月影フォレスト
キスイ
街外れの神社で…
夏の夕方頃、俺は、あてもなく木刀を振り回していた。
誰もいない、夕方と言うには暗い時間に、街外れの古びた神社の近くで、虚しく木刀の素振りをしていた。
「はぁ…」
ふとため息をつくと、森の少し中に入り気分転換をする、それが日課になっていた。
「少し疲れたし休むか…」
頭の中で呟き、薄暗い森の中で寝転ぶ。
虫の声と、森の木の葉が風で擦れ合う音が、心地いい。
眠くなってきたな。
手を付き立ち上がろうとしたが、力が出ずにそのまま眠りについていた。
「…あっ…!」
一気に覚醒し、目を覚ました時にはもう、昼過ぎになっていても、おかしくないぐらいの晴天になっていた。
「まずい!学校!」
勢いよく飛び上がり、すぐさま学校へ向かうべく走り出す。
俺は木村斗真、キムラトウマであり、高校三年生。学校はそれなりに真面目に行っている。
「あれ…確か神社はこっちの方向なんだけどなー…」
独り言を言っていると、違和感があった事に今更気付く。
「ここはどこなんだ?」
森の反対側に、巨大な石の絶壁があり、思わず驚く。
見惚れる程に高い。しかし違和感が離れない。
何せ100メートルはあるであろう絶壁など、この地域は愚か日本には存在しないはず…
と思った矢先、下に目線を下ろすと洞窟があり、中は暗く黒く塗り潰された様で、道が続いている事を物語っていた。

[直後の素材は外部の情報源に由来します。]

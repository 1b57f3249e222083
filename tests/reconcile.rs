mod common;

use rusqlite::Connection;
use scratch_ledger::{
    catalog::ColumnCatalog,
    reconcile::{ReconcileAction, ReconcileError, inspect, natural_key_index_name, reconcile},
};

use common::{TABLE, TestWorkspace};

fn legacy_table(conn: &Connection) {
    // Older deployments predate the sale-site column and the unique key.
    conn.execute_batch(&format!(
        "CREATE TABLE \"{TABLE}\" (
            \"id\" INTEGER PRIMARY KEY AUTOINCREMENT,
            \"兑奖单位\" TEXT, \"方案名称\" TEXT, \"兑奖金额\" NUMERIC,
            \"兑奖站点\" TEXT, \"售出时间\" DATETIME, \"兑奖时间\" DATETIME,
            \"票号\" TEXT, \"方案编号\" TEXT
        )"
    ))
    .unwrap();
}

fn stored_regions(conn: &Connection) -> Vec<(i64, String)> {
    let mut stmt = conn
        .prepare(&format!(
            "SELECT \"id\", \"兑奖单位\" FROM \"{TABLE}\" ORDER BY \"id\""
        ))
        .unwrap();
    let rows = stmt
        .query_map([], |row| Ok((row.get(0)?, row.get(1)?)))
        .unwrap()
        .collect::<rusqlite::Result<Vec<_>>>()
        .unwrap();
    rows
}

fn key_index_count(conn: &Connection) -> i64 {
    conn.query_row(
        "SELECT COUNT(*) FROM sqlite_master WHERE type = 'index' AND name = ?1",
        [natural_key_index_name(TABLE)],
        |row| row.get(0),
    )
    .unwrap()
}

fn insert_legacy(conn: &Connection, region: &str, serial: &str) {
    conn.execute(
        &format!(
            "INSERT INTO \"{TABLE}\" (\"兑奖单位\", \"方案名称\", \"兑奖金额\", \"兑奖时间\", \"票号\", \"方案编号\")
             VALUES (?1, '即开A', 50, '2025-01-05 10:00:00', ?2, 'P1')"
        ),
        [region, serial],
    )
    .unwrap();
}

#[test]
fn fresh_database_gets_full_table_once() {
    let workspace = TestWorkspace::new();
    let mut conn = Connection::open(workspace.db_path()).unwrap();
    let catalog = ColumnCatalog::default();

    let first = reconcile(&mut conn, TABLE, &catalog).unwrap();
    assert_eq!(
        first.actions,
        vec![
            ReconcileAction::CreatedTable,
            ReconcileAction::AddedNaturalKey {
                removed_duplicates: 0
            },
        ]
    );

    let inspection = inspect(&conn, TABLE).unwrap();
    assert!(inspection.exists);
    assert_eq!(inspection.columns.len(), 10);
    assert!(inspection.has_natural_key(TABLE, &catalog));

    let second = reconcile(&mut conn, TABLE, &catalog).unwrap();
    assert!(second.is_unchanged());
}

#[test]
fn drifted_table_gains_columns_and_constraint() {
    let workspace = TestWorkspace::new();
    let mut conn = Connection::open(workspace.db_path()).unwrap();
    legacy_table(&conn);
    insert_legacy(&conn, "北京", "T1");
    let catalog = ColumnCatalog::default();

    let report = reconcile(&mut conn, TABLE, &catalog).unwrap();
    assert_eq!(
        report.actions,
        vec![
            ReconcileAction::AddedColumn {
                column: "售出站点".to_string(),
                sql_type: "TEXT"
            },
            ReconcileAction::AddedNaturalKey {
                removed_duplicates: 0
            },
        ]
    );

    assert_eq!(key_index_count(&conn), 1);
    assert!(reconcile(&mut conn, TABLE, &catalog).unwrap().is_unchanged());
}

#[test]
fn duplicates_are_removed_keeping_the_earliest_row() {
    let workspace = TestWorkspace::new();
    let mut conn = Connection::open(workspace.db_path()).unwrap();
    legacy_table(&conn);
    insert_legacy(&conn, "first", "T1");
    insert_legacy(&conn, "second", "T1");
    insert_legacy(&conn, "third", "T1");
    insert_legacy(&conn, "other", "T2");
    let catalog = ColumnCatalog::default();

    let report = reconcile(&mut conn, TABLE, &catalog).unwrap();
    assert!(report.actions.contains(&ReconcileAction::AddedNaturalKey {
        removed_duplicates: 2
    }));
    assert_eq!(
        stored_regions(&conn),
        vec![(1, "first".to_string()), (4, "other".to_string())]
    );
}

#[test]
fn renamed_columns_follow_catalog_overrides() {
    let workspace = TestWorkspace::new();
    let mut conn = Connection::open(workspace.db_path()).unwrap();
    let overrides = [("region".to_string(), "unit".to_string())]
        .into_iter()
        .collect();
    let catalog = ColumnCatalog::with_overrides(&overrides).unwrap();

    reconcile(&mut conn, "custom", &catalog).unwrap();
    let inspection = inspect(&conn, "custom").unwrap();
    assert!(inspection.columns.iter().any(|c| c == "unit"));
    assert!(!inspection.columns.iter().any(|c| c == "兑奖单位"));
}

#[test]
fn cleanup_treats_missing_key_parts_as_equal() {
    let workspace = TestWorkspace::new();
    let mut conn = Connection::open(workspace.db_path()).unwrap();
    legacy_table(&conn);
    for region in ["first", "second"] {
        conn.execute(
            &format!(
                "INSERT INTO \"{TABLE}\" (\"兑奖单位\", \"兑奖金额\", \"票号\") VALUES (?1, 50, 'T1')"
            ),
            [region],
        )
        .unwrap();
    }
    let catalog = ColumnCatalog::default();

    let report = reconcile(&mut conn, TABLE, &catalog).unwrap();
    assert!(report.actions.contains(&ReconcileAction::AddedNaturalKey {
        removed_duplicates: 1
    }));
    assert_eq!(stored_regions(&conn), vec![(1, "first".to_string())]);

    let again = conn.execute(
        &format!("INSERT INTO \"{TABLE}\" (\"兑奖金额\", \"票号\") VALUES (50, 'T1')"),
        [],
    );
    assert!(again.is_err(), "missing key parts must collide under the index");
}

#[test]
fn stale_index_with_the_key_name_is_replaced() {
    let workspace = TestWorkspace::new();
    let mut conn = Connection::open(workspace.db_path()).unwrap();
    legacy_table(&conn);
    conn.execute_batch(&format!(
        "CREATE INDEX \"{}\" ON \"{TABLE}\" (\"票号\")",
        natural_key_index_name(TABLE)
    ))
    .unwrap();
    insert_legacy(&conn, "北京", "T1");
    let catalog = ColumnCatalog::default();

    let report = reconcile(&mut conn, TABLE, &catalog).unwrap();
    assert!(report.actions.contains(&ReconcileAction::AddedNaturalKey {
        removed_duplicates: 0
    }));
    assert_eq!(key_index_count(&conn), 1);
    assert!(inspect(&conn, TABLE).unwrap().has_natural_key(TABLE, &catalog));
    assert!(reconcile(&mut conn, TABLE, &catalog).unwrap().is_unchanged());
}

#[test]
fn failed_key_retry_rolls_back_removed_duplicates() {
    let workspace = TestWorkspace::new();
    let mut conn = Connection::open(workspace.db_path()).unwrap();
    legacy_table(&conn);
    insert_legacy(&conn, "first", "T1");
    insert_legacy(&conn, "second", "T1");
    // Every deleted row comes straight back, so the retried index still fails.
    conn.execute_batch(&format!(
        "CREATE TRIGGER keep_twins AFTER DELETE ON \"{TABLE}\" BEGIN
            INSERT INTO \"{TABLE}\" (\"兑奖单位\", \"方案名称\", \"兑奖金额\", \"兑奖时间\", \"票号\", \"方案编号\")
            VALUES (old.\"兑奖单位\", old.\"方案名称\", old.\"兑奖金额\", old.\"兑奖时间\", old.\"票号\", old.\"方案编号\");
        END"
    ))
    .unwrap();
    let catalog = ColumnCatalog::default();

    let err = reconcile(&mut conn, TABLE, &catalog).unwrap_err();
    assert!(matches!(err, ReconcileError::AddNaturalKey { .. }), "{err}");
    assert_eq!(
        stored_regions(&conn),
        vec![(1, "first".to_string()), (2, "second".to_string())]
    );
    assert_eq!(key_index_count(&conn), 0);
}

「何であんな所に洞窟が…って言うか何でこんな時間まで寝てたんだ?」
頭に浮かんだ疑問と、思い当たらない場所に困惑しながら、立ち尽くす。
「まぁ、もう学校は今から行っても間に合わないなぁ…」
やっぱり、入ってみようか…気になるし。
そして洞窟の中へと足を運んだ。